When it comes to more traditional skills, Three has invested heavily in online learning platforms. “Employees have access to all the learning programmes they want. People are certifying themselves. They are doing nanodegrees in data science and AI. The continuing investment in digital technology will give rise to the hybrid worker combining technology and human skills and people can use the learning platform to acquire those skills. People are now having multiple roles in their career. They are using transferable skills to zigzag and gain loads of experience in different roles while doing courses to add to their skills. It’s the whole concept of lifelong engagement in shorter skills-development programmes.”
The UCD Professional Academy was set up three years ago to provide shorter learning programmes. “The changing world of work is very interesting,” says academy managing director Aaron McKenna. “There are executive education offerings like MBAs and other courses, but we felt there was a gap in short, sharp, skills-based training. Probably one of the things that drove us into the space was the rapid pace of change. Many of the jobs people will be doing in a few years don’t exist at the moment.”
He says people considering upskilling are spoilt for choice at the moment. “You can do anything. You can go to an online platform like Udemy where you can download the courseware and so. You can do short courses with the UCD Professional Academy, or you can even go back to university to do another degree or get a postgraduate qualification.”
Dr Maeve Houlihan, associate dean of the UCD Lochlann Quinn School of Business, advises people to get “micro-credential and digital badging savvy”.
“The big tech firms have a lot of opportunities for free learning and useful accreditations including Microsoft’s Global Skills Initiative, LinkedIn Learning and Google’s Digital Garage,” she points out. “Access to good-quality, well-recognised certifications is more accessible that ever with online learning.”
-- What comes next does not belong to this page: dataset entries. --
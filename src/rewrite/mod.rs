//! Semantics-preserving rewrites applied to a parsed filter before query
//! generation. Passes mutate the tree in place and never fail.

mod dnf;
mod expand;
mod negate;

pub use dnf::{MAX_DNF_ROUNDS, to_dnf};
pub use expand::expand_membership;
pub use negate::normalize_negations;

use crate::dsl::Expr;

/// Run every pass in order: membership expansion, negation normalization,
/// then DNF conversion.
pub fn normalize(expr: &mut Expr) {
    expand_membership(expr);
    normalize_negations(expr);
    let rounds = to_dnf(expr);
    tracing::debug!("Rewrite: normalized filter ({} DNF round(s))", rounds);
}

#[cfg(test)]
mod tests {
    use super::*;
    use crate::dsl::{evaluate_filter, parse_expr};
    use crate::utils::build_tag_map;

    const VALUES: [&str; 4] = ["a", "b", "c", "1"];

    /// Every assignment of `x` and `y` over `VALUES`, plus absent tags.
    fn assignments() -> Vec<Vec<(&'static str, &'static str)>> {
        let mut all = vec![vec![]];
        for x in VALUES {
            all.push(vec![("x", x)]);
            for y in VALUES {
                all.push(vec![("x", x), ("y", y)]);
            }
        }
        all
    }

    fn assert_equivalent(left: &Expr, right: &Expr) {
        for pairs in assignments() {
            let tags = build_tag_map(pairs.iter().copied());
            assert_eq!(
                evaluate_filter(left, &tags),
                evaluate_filter(right, &tags),
                "{:?} vs {:?} differ for {:?}",
                left,
                right,
                pairs
            );
        }
    }

    fn assert_rewrite_preserves(input: &str) {
        let original = parse_expr(input).unwrap();
        let mut rewritten = original.clone();
        normalize(&mut rewritten);
        assert_equivalent(&original, &rewritten);
    }

    #[test]
    fn array_membership_is_a_disjunction_of_equalities() {
        let mut ast = parse_expr("x in ['a', 'b', 1]").unwrap();
        expand_membership(&mut ast);
        let expected = parse_expr("x == 'a' or x == 'b' or x == 1").unwrap();
        assert_eq!(ast, expected);
        assert_equivalent(&parse_expr("x in ['a', 'b', 1]").unwrap(), &expected);

        let not_in = parse_expr("x not in ['a', 'b', 1]").unwrap();
        let negated = parse_expr("not (x == 'a' or x == 'b' or x == 1)").unwrap();
        assert_equivalent(&not_in, &negated);
    }

    #[test]
    fn range_membership_is_a_pair_of_bounds() {
        assert_equivalent(
            &parse_expr("x in 0..5").unwrap(),
            &parse_expr("x >= 0 and x <= 5").unwrap(),
        );
        assert_equivalent(
            &parse_expr("x in 1..1").unwrap(),
            &parse_expr("x == 1").unwrap(),
        );
    }

    #[test]
    fn full_rewrite_preserves_meaning() {
        assert_rewrite_preserves("x in ['a', 'b'] and y not in ['c']");
        assert_rewrite_preserves("not (x == 'a' or y != 'b')");
        assert_rewrite_preserves("(x == 'a' or x == 'b') and (y == 'c' or not (y == 'b'))");
        assert_rewrite_preserves("not (x in ['a', 'c'] and y == 'b')");
        assert_rewrite_preserves("not not (x startsWith 'a' || y == 'b') && is_tag(y)");
        assert_rewrite_preserves("x not in []");
    }

    #[test]
    fn double_negation_normalizes_like_the_operand() {
        for input in ["x == 'a'", "x == 'a' and not (y == 'b' or y == 'c')", "is_tag(x)"] {
            let mut plain = parse_expr(input).unwrap();
            let mut doubled = parse_expr(&format!("not not ({input})")).unwrap();
            normalize(&mut plain);
            normalize(&mut doubled);
            assert_eq!(plain, doubled);
        }
    }
}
But McKenna advises people to think carefully before making a choice. “You don’t want to fall into the trap of the CAO where you choose something today and it turns out you are not really interested in it when you get around to doing it. There is a lot of free or low-cost content available for people to sample to see if something interests them and if it is right for them. You should choose a course or offering that matches your schedule and the way you like to learn. Maybe take a shorter course to get job-ready skills and take it from there.”
The typical UCD Professional Academy course is a three-hour session one evening a week for 12 weeks. “People get skills they can apply to their careers. They go on a journey, and they might find that interests them and go deeper after that. The short, sharp, condensed format really suits working people.”
And the old ways can still be best, according to Houlihan. “On-the-job learning is as important as ever. Be curious about other people and expose yourself to expertise and learning from peers, thought leaders and people you admire about what they do and how they do it and why.”